--- START ---

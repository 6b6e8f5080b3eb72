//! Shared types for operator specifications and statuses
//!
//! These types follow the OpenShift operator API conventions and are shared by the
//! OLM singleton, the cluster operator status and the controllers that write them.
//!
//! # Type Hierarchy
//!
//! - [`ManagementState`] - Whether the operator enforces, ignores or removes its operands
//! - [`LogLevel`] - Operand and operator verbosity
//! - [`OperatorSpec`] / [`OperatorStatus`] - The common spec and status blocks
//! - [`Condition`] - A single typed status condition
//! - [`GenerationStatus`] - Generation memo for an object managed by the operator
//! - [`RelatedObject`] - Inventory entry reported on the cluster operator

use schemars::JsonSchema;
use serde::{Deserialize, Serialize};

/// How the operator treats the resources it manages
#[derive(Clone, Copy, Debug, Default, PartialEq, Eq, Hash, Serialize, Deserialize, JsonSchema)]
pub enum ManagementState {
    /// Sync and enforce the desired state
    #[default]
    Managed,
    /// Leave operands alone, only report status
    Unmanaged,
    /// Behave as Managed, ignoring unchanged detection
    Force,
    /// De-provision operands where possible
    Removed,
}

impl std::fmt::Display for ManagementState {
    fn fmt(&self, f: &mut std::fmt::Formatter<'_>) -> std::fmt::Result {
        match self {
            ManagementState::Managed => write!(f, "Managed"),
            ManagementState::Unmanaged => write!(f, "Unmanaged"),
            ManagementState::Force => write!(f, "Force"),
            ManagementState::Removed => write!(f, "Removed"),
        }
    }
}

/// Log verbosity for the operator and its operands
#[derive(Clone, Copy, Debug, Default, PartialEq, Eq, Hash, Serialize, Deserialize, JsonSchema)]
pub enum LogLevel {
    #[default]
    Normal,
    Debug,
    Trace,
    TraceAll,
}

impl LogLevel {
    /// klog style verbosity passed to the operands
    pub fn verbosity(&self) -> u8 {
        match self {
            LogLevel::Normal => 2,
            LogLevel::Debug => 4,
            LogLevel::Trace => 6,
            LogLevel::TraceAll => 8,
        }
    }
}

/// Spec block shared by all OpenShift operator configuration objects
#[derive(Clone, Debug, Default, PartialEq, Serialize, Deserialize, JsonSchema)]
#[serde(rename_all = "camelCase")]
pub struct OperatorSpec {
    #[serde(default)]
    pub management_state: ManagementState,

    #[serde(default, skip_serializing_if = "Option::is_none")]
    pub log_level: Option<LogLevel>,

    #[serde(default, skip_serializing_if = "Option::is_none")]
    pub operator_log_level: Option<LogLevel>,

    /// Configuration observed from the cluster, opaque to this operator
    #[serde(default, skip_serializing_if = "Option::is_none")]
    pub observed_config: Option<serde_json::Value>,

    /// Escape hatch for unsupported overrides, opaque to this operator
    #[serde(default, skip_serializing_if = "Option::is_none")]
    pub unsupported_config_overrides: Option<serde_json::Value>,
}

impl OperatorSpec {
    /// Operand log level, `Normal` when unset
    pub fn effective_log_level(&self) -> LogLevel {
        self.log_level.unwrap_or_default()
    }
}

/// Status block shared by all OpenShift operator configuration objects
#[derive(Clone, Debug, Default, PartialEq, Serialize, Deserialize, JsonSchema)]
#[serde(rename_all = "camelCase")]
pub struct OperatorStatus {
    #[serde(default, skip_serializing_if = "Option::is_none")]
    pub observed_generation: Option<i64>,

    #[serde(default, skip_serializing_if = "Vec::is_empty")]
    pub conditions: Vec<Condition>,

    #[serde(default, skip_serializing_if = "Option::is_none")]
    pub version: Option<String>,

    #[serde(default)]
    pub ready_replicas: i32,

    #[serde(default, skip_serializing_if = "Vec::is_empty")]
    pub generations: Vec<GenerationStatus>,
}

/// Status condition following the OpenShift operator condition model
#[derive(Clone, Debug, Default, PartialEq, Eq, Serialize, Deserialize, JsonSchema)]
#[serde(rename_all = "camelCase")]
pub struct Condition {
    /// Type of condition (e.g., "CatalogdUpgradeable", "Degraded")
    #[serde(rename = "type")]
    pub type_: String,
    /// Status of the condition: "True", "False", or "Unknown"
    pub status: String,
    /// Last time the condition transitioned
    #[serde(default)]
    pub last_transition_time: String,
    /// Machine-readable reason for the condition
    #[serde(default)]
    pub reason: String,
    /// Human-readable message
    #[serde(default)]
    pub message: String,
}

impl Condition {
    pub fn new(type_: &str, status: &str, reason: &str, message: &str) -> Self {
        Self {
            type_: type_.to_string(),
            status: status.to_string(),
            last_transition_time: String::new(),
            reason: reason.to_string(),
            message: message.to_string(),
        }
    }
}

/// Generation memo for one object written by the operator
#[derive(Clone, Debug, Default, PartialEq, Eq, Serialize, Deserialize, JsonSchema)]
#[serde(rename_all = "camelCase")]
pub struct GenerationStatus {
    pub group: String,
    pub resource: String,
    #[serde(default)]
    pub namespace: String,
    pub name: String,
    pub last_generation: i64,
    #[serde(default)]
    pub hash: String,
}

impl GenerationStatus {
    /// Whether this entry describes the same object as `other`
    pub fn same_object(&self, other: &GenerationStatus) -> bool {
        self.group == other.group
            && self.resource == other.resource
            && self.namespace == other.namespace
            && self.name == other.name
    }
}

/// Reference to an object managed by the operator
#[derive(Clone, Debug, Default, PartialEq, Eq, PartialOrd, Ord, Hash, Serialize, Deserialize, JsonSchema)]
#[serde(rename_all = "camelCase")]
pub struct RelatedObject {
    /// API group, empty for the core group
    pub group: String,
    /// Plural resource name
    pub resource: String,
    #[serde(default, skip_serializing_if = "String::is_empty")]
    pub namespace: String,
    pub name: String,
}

--- END ---

Beginning at the top of the data, please return every line until and including the line containing "typed status condition", copied exactly, and nothing past it.

### [Solution below]
repository 6b6e8f5080b3eb72
//! Shared types for operator specifications and statuses
//!
//! These types follow the OpenShift operator API conventions and are shared by the
//! OLM singleton, the cluster operator status and the controllers that write them.
//!
//! # Type Hierarchy
//!
//! - [`ManagementState`] - Whether the operator enforces, ignores or removes its operands
//! - [`LogLevel`] - Operand and operator verbosity
//! - [`OperatorSpec`] / [`OperatorStatus`] - The common spec and status blocks
//! - [`Condition`] - A single typed status condition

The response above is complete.